*Task goal*:
Every line containing the word "above" must be pulled from the records.

*Provided records*:
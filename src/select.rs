// Oblique Gate - Selector
// Copyright 2026 Joseph Stone - All Rights Reserved
//
// Uniform pick from a table. Randomness comes through IndexSource so
// tests can pin the draw.

use crate::error::{ObliqueError, Result};
use rand::Rng;

/// Fallback when the card table is empty
pub const NO_CARD: &str = "No card available.";
/// Fallback when the thinking table is empty
pub const NO_THINKING: &str = "Thinking...";

/// Produces an index in `0..len`. Never called with `len == 0`.
pub trait IndexSource: Send + Sync {
    fn index(&self, len: usize) -> usize;
}

/// Thread-local RNG from rand. Not cryptographic, not seeded.
#[derive(Debug, Default, Clone, Copy)]
pub struct ThreadRngSource;

impl IndexSource for ThreadRngSource {
    fn index(&self, len: usize) -> usize {
        rand::thread_rng().gen_range(0..len)
    }
}

/// Always returns the same index
#[derive(Debug, Clone, Copy)]
pub struct FixedIndex(pub usize);

impl IndexSource for FixedIndex {
    fn index(&self, _len: usize) -> usize {
        self.0
    }
}

/// Pick one entry, or `fallback` when the table is empty.
pub fn choose<'a>(items: &[&'a str], fallback: &'a str, source: &dyn IndexSource) -> Result<&'a str> {
    if items.is_empty() {
        return Ok(fallback);
    }
    let index = source.index(items.len());
    items
        .get(index)
        .copied()
        .ok_or(ObliqueError::IndexOutOfRange { index, len: items.len() })
}
// Oblique Gate - MCP Server (JSON-RPC 2.0 over stdio)
// Copyright 2026 Joseph Stone - All Rights Reserved
//
// Line-delimited JSON-RPC. Exposes: start_oblique_thinking,
// plus empty prompts/list and resources/list for capability probes.

use crate::deck::TOOL_DESCRIPTION;
use crate::error::Result;
use crate::handlers::{Handlers, InvokeRequest, ListPromptsRequest, ListResourcesRequest};
use serde::de::DeserializeOwned;
use serde_json::{json, Value};
use std::io::{self, BufRead, Write};

const PROTOCOL_VERSION: &str = "2024-11-05";
pub const SERVER_NAME: &str = "oblique-gate";
pub const SERVER_VERSION: &str = env!("CARGO_PKG_VERSION");

pub const TOOL_NAME: &str = "start_oblique_thinking";
pub const TOOL_TITLE: &str = "Oblique Strategies";

// JSON-RPC error codes
pub const PARSE_ERROR: i64 = -32700;
pub const METHOD_NOT_FOUND: i64 = -32601;
pub const INVALID_PARAMS: i64 = -32602;

fn response(id: &Value, result: Value) -> Value {
    json!({
        "jsonrpc": "2.0",
        "id": id,
        "result": result,
    })
}

fn error_response(id: &Value, code: i64, message: &str) -> Value {
    json!({
        "jsonrpc": "2.0",
        "id": id,
        "error": { "code": code, "message": message },
    })
}

/// Write one message as a single line and flush
fn send<W: Write>(out: &mut W, msg: &Value) -> Result<()> {
    serde_json::to_writer(&mut *out, msg)?;
    out.write_all(b"\n")?;
    out.flush()?;
    Ok(())
}

/// Tool list for tools/list. One tool, no parameters.
pub fn tool_definitions() -> Vec<Value> {
    vec![json!({
        "name": TOOL_NAME,
        "title": TOOL_TITLE,
        "description": TOOL_DESCRIPTION,
        "inputSchema": {
            "type": "object",
            "properties": {},
            "required": [],
        }
    })]
}

/// Missing or null params deserialize as the default request
fn parse_params<T: DeserializeOwned + Default>(params: Option<&Value>) -> serde_json::Result<T> {
    match params {
        None | Some(Value::Null) => Ok(T::default()),
        Some(v) => serde_json::from_value(v.clone()),
    }
}

fn handle_tool_call(handlers: &Handlers, id: &Value, params: &Value) -> Value {
    let name = params["name"].as_str().unwrap_or("");
    if name != TOOL_NAME {
        log::warn!("Unknown tool requested: {:?}", name);
        return error_response(id, INVALID_PARAMS, &format!("Unknown tool: {}", name));
    }

    let request: InvokeRequest = match parse_params(params.get("arguments")) {
        Ok(r) => r,
        Err(e) => return error_response(id, INVALID_PARAMS, &format!("Invalid arguments: {}", e)),
    };

    match handlers.handle_invoke(&request) {
        Ok(resp) => response(id, json!({
            "content": [{ "type": "text", "text": resp.result }],
            "structuredContent": resp,
            "isError": false,
        })),
        Err(e) => {
            log::error!("{} failed: {}", TOOL_NAME, e);
            response(id, json!({
                "content": [{ "type": "text", "text": format!("ERROR: {} failed", TOOL_NAME) }],
                "isError": true,
            }))
        }
    }
}

/// Route one decoded message. None means no reply (notification).
pub fn handle_message(handlers: &Handlers, msg: &Value) -> Option<Value> {
    let method = msg["method"].as_str().unwrap_or("");
    let id = &msg["id"];
    let params = &msg["params"];
    let is_notification = msg.get("id").map_or(true, Value::is_null);

    log::info!("Received: {}", method);

    match method {
        "initialize" => Some(response(id, json!({
            "protocolVersion": PROTOCOL_VERSION,
            "capabilities": { "tools": {} },
            "serverInfo": {
                "name": SERVER_NAME,
                "version": SERVER_VERSION,
            }
        }))),

        m if m.starts_with("notifications/") => None,

        "tools/list" => Some(response(id, json!({ "tools": tool_definitions() }))),

        "tools/call" => Some(handle_tool_call(handlers, id, params)),

        "prompts/list" => {
            let reply = parse_params::<ListPromptsRequest>(msg.get("params"))
                .map(|req| handlers.handle_list_prompts(&req))
                .and_then(serde_json::to_value);
            Some(match reply {
                Ok(v) => response(id, v),
                Err(e) => error_response(id, INVALID_PARAMS, &e.to_string()),
            })
        }

        "resources/list" => {
            let reply = parse_params::<ListResourcesRequest>(msg.get("params"))
                .map(|req| handlers.handle_list_resources(&req))
                .and_then(serde_json::to_value);
            Some(match reply {
                Ok(v) => response(id, v),
                Err(e) => error_response(id, INVALID_PARAMS, &e.to_string()),
            })
        }

        "ping" => Some(response(id, json!({}))),

        _ => {
            if is_notification {
                log::debug!("Ignoring notification: {}", method);
                None
            } else {
                log::warn!("Unknown method: {}", method);
                Some(error_response(id, METHOD_NOT_FOUND, &format!("Unknown method: {}", method)))
            }
        }
    }
}

/// Serve until `input` hits EOF. Generic so tests can drive it from buffers.
pub fn serve<R: BufRead, W: Write>(handlers: &Handlers, input: R, output: &mut W) -> Result<()> {
    for line in input.lines() {
        let line = match line {
            Ok(l) => l,
            Err(e) if e.kind() == io::ErrorKind::InvalidData => {
                log::warn!("stdin read error: {}", e);
                continue;
            }
            Err(e) => return Err(e.into()),
        };

        let line = line.trim();
        if line.is_empty() {
            continue;
        }

        let msg: Value = match serde_json::from_str(line) {
            Ok(v) => v,
            Err(e) => {
                log::warn!("JSON parse error: {}", e);
                send(output, &error_response(&Value::Null, PARSE_ERROR, &e.to_string()))?;
                continue;
            }
        };

        if let Some(reply) = handle_message(handlers, &msg) {
            send(output, &reply)?;
        }
    }
    Ok(())
}

/// Run on stdin/stdout. Blocks until stdin closes.
pub fn run(handlers: &Handlers) -> Result<()> {
    log::info!("Starting {} v{}", SERVER_NAME, SERVER_VERSION);
    log::info!("Mode: {}", handlers.mode());
    log::info!("Registered tool: {}", TOOL_NAME);
    log::info!("Registered compatibility handlers: prompts/list, resources/list");
    log::info!("Server capabilities: tools");

    let stdin = io::stdin();
    let stdout = io::stdout();
    let mut out = stdout.lock();
    serve(handlers, stdin.lock(), &mut out)?;

    log::info!("stdin closed, {} stopped", SERVER_NAME);
    Ok(())
}
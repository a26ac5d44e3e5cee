//! CLI error type

use datacontract_core::{ConfigError, LoadError};
use thiserror::Error;

#[derive(Error, Debug)]
pub enum CliError {
    #[error("Failed to load contract {location}: {error}")]
    Load { location: String, error: LoadError },

    #[error(transparent)]
    Config(#[from] ConfigError),

    #[error("Failed to read stdin: {0}")]
    Stdin(String),

    #[error("Invalid argument: {0}")]
    InvalidArgument(String),

    #[error("Failed to render output: {0}")]
    Output(#[from] serde_json::Error),
}
fn convert_quality(mut raw: RawQuality, path: &str) -> Result<QualityRule, LoadError> {
    let rule_type = raw
        .rule_type
        .as_deref()
        .map(|t| t.trim().to_ascii_lowercase());

    let kind = match rule_type.as_deref() {
        Some("sql") => QualityKind::Sql,
        Some("text") => QualityKind::Text,
        Some("custom") => QualityKind::Custom,
        None | Some("library") => {
            let metric = raw.metric.as_deref().unwrap_or_default();
            QualityKind::from_metric(metric).ok_or_else(|| LoadError::UnknownQualityMetric {
                path: path.to_string(),
                metric: metric.to_string(),
            })?
        }
        Some(_) => {
            // engine specific formats (SodaCL, great-expectations, ...)
            if let Some(engine) = raw.rule_type.take() {
                raw.extra
                    .entry("engine".to_string())
                    .or_insert(Value::String(engine));
            }
            QualityKind::Custom
        }
    };

    let mut threshold = build_threshold(&raw, path)?;
    match (kind, raw.unit.take()) {
        (QualityKind::Freshness, Some(unit)) => {
            let factor = seconds_per(&unit).ok_or_else(|| LoadError::InvalidThreshold {
                path: path.to_string(),
                reason: format!("unknown time unit '{}'", unit),
            })?;
            threshold = threshold.scaled(factor);
        }
        (_, Some(unit)) => {
            raw.extra
                .insert("unit".to_string(), Value::String(unit));
        }
        (_, None) => {}
    }

    Ok(QualityRule {
        name: raw.name,
        kind,
        threshold,
        description: raw.description,
        params: raw.extra,
    })
}
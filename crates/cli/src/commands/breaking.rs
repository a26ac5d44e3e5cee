//! Breaking change check

use super::{CompareArgs, Status};
use crate::error::CliError;
use crate::output::{self, GateReport, OutputFormat};
use crate::source::load_pair;
use datacontract_core::{Config, ContractLoader, Severity, diff};
use tracing::info;

/// Handle the `breaking` command
///
/// Prints changes of severity warning and above. The gate is evaluated on
/// the full changelog so a `fail_on = "info"` setting still sees info
/// records.
pub fn handle_breaking(
    loader: &ContractLoader,
    config: &Config,
    args: &CompareArgs,
) -> Result<Status, CliError> {
    let (old, new) = load_pair(loader, &args.old, &args.new)?;
    let full = diff::changelog(&old, &new, &config.changelog);
    let fail_on = config.changelog.fail_on;
    let passed = full.passes(fail_on);

    let changelog = full.filter(Severity::Warning);
    let report = GateReport {
        passed,
        fail_on,
        summary: changelog.summary(),
        changes: changelog.all_changes(),
    };

    match args.format {
        OutputFormat::Json => println!("{}", output::to_json(&report)?),
        OutputFormat::Text => print!("{}", output::format_gate(&report, &changelog)),
    }

    info!(
        "Breaking check {} (fail_on={}, {} change(s) reported)",
        if passed { "passed" } else { "failed" },
        fail_on,
        changelog.len()
    );
    Ok(if passed { Status::Passed } else { Status::Failed })
}
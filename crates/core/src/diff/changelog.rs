//! Changelog aggregation
//!
//! Classified records are de-duplicated (a removed model stands for its
//! removed fields), grouped by path and ordered by severity so the most
//! important changes come first.

use super::classify::{ClassifiedChange, Severity};
use super::compare::{ChangeKind, EntityKind};
use super::path::PathKey;
use serde::ser::SerializeStruct;
use serde::{Serialize, Serializer};
use std::collections::{HashMap, HashSet};
use tracing::debug;

/// Number of changes per severity
#[derive(Debug, Clone, Copy, PartialEq, Eq, Default, Serialize)]
pub struct Summary {
    pub breaking: usize,
    pub warning: usize,
    pub info: usize,
    pub total: usize,
}

impl Summary {
    fn count(&mut self, severity: Severity) {
        match severity {
            Severity::Breaking => self.breaking += 1,
            Severity::Warning => self.warning += 1,
            Severity::Info => self.info += 1,
        }
        self.total += 1;
    }
}

/// All changes recorded for one path
#[derive(Debug, Clone)]
pub struct ChangeGroup<'c, 'a> {
    pub path: &'c PathKey,
    pub entity: EntityKind,
    /// Highest severity within the group
    pub severity: Severity,
    pub changes: Vec<&'c ClassifiedChange<'a>>,
}

/// Ordered, de-duplicated list of classified changes
#[derive(Debug, Clone, Default)]
pub struct Changelog<'a> {
    changes: Vec<ClassifiedChange<'a>>,
}

impl<'a> Changelog<'a> {
    /// Build a changelog from classified records
    pub fn new(changes: Vec<ClassifiedChange<'a>>) -> Self {
        let mut changes = dedupe(changes);
        sort(&mut changes);
        Self { changes }
    }

    /// All changes, most severe groups first
    pub fn all_changes(&self) -> &[ClassifiedChange<'a>] {
        &self.changes
    }

    /// Changes grouped by path, in changelog order
    pub fn groups(&self) -> Vec<ChangeGroup<'_, 'a>> {
        let mut groups: Vec<ChangeGroup<'_, 'a>> = Vec::new();
        for change in &self.changes {
            match groups.last_mut() {
                Some(group) if *group.path == change.change.path => group.changes.push(change),
                _ => groups.push(ChangeGroup {
                    path: &change.change.path,
                    entity: change.change.entity,
                    severity: change.severity,
                    changes: vec![change],
                }),
            }
        }
        groups
    }

    pub fn has_breaking(&self) -> bool {
        self.changes
            .iter()
            .any(|c| c.severity == Severity::Breaking)
    }

    /// Keep only changes at or above `min_severity`
    pub fn filter(&self, min_severity: Severity) -> Changelog<'a> {
        Changelog {
            changes: self
                .changes
                .iter()
                .filter(|c| c.severity >= min_severity)
                .cloned()
                .collect(),
        }
    }

    pub fn summary(&self) -> Summary {
        let mut summary = Summary::default();
        for change in &self.changes {
            summary.count(change.severity);
        }
        summary
    }

    /// Gate check: true when no change reaches `fail_on`
    pub fn passes(&self, fail_on: Severity) -> bool {
        !self.changes.iter().any(|c| c.severity >= fail_on)
    }

    pub fn is_empty(&self) -> bool {
        self.changes.is_empty()
    }

    pub fn len(&self) -> usize {
        self.changes.len()
    }
}

/// Drop records whose ancestor model or field was added or removed as a
/// whole with the same change kind
fn dedupe(changes: Vec<ClassifiedChange<'_>>) -> Vec<ClassifiedChange<'_>> {
    let containers: HashSet<(PathKey, ChangeKind)> = changes
        .iter()
        .filter(|c| c.change.kind != ChangeKind::Modified)
        .filter(|c| {
            c.change
                .old
                .or(c.change.new)
                .is_some_and(|node| node.has_children())
        })
        .map(|c| (c.change.path.clone(), c.change.kind))
        .collect();

    if containers.is_empty() {
        return changes;
    }

    let before = changes.len();
    let kept: Vec<_> = changes
        .into_iter()
        .filter(|c| {
            !c.change
                .path
                .ancestors()
                .any(|ancestor| containers.contains(&(ancestor, c.change.kind)))
        })
        .collect();
    debug!("Suppressed {} records below added/removed containers", before - kept.len());
    kept
}

/// Order groups by (severity desc, entity kind, path) and records within a
/// group by (severity desc, attribute)
fn sort(changes: &mut [ClassifiedChange<'_>]) {
    let mut group_severity: HashMap<PathKey, Severity> = HashMap::new();
    for change in changes.iter() {
        let entry = group_severity
            .entry(change.change.path.clone())
            .or_insert(change.severity);
        *entry = (*entry).max(change.severity);
    }

    changes.sort_by(|a, b| {
        let group_a = group_severity.get(&a.change.path).copied().unwrap_or_default();
        let group_b = group_severity.get(&b.change.path).copied().unwrap_or_default();
        group_b
            .cmp(&group_a)
            .then(a.change.entity.cmp(&b.change.entity))
            .then_with(|| a.change.path.cmp(&b.change.path))
            .then(b.severity.cmp(&a.severity))
            .then(a.change.attribute.cmp(&b.change.attribute))
    });
}

impl Serialize for ClassifiedChange<'_> {
    fn serialize<S: Serializer>(&self, serializer: S) -> Result<S::Ok, S::Error> {
        let change = &self.change;
        let mut state = serializer.serialize_struct("ClassifiedChange", 9)?;
        state.serialize_field("path", &change.path)?;
        state.serialize_field("entityKind", &change.entity)?;
        state.serialize_field("changeKind", &change.kind)?;
        state.serialize_field("attribute", &change.attribute)?;
        state.serialize_field("severity", &self.severity)?;
        state.serialize_field("rule", self.rule_id())?;
        state.serialize_field("description", &self.description())?;
        state.serialize_field("oldValue", &change.old_value())?;
        state.serialize_field("newValue", &change.new_value())?;
        state.end()
    }
}

impl Serialize for Changelog<'_> {
    fn serialize<S: Serializer>(&self, serializer: S) -> Result<S::Ok, S::Error> {
        let mut state = serializer.serialize_struct("Changelog", 2)?;
        state.serialize_field("summary", &self.summary())?;
        state.serialize_field("changes", &self.changes)?;
        state.end()
    }
}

*Output for this task*:
/// Prints changes of severity warning and above. The gate is evaluated on
    /// Keep only changes at or above `min_severity`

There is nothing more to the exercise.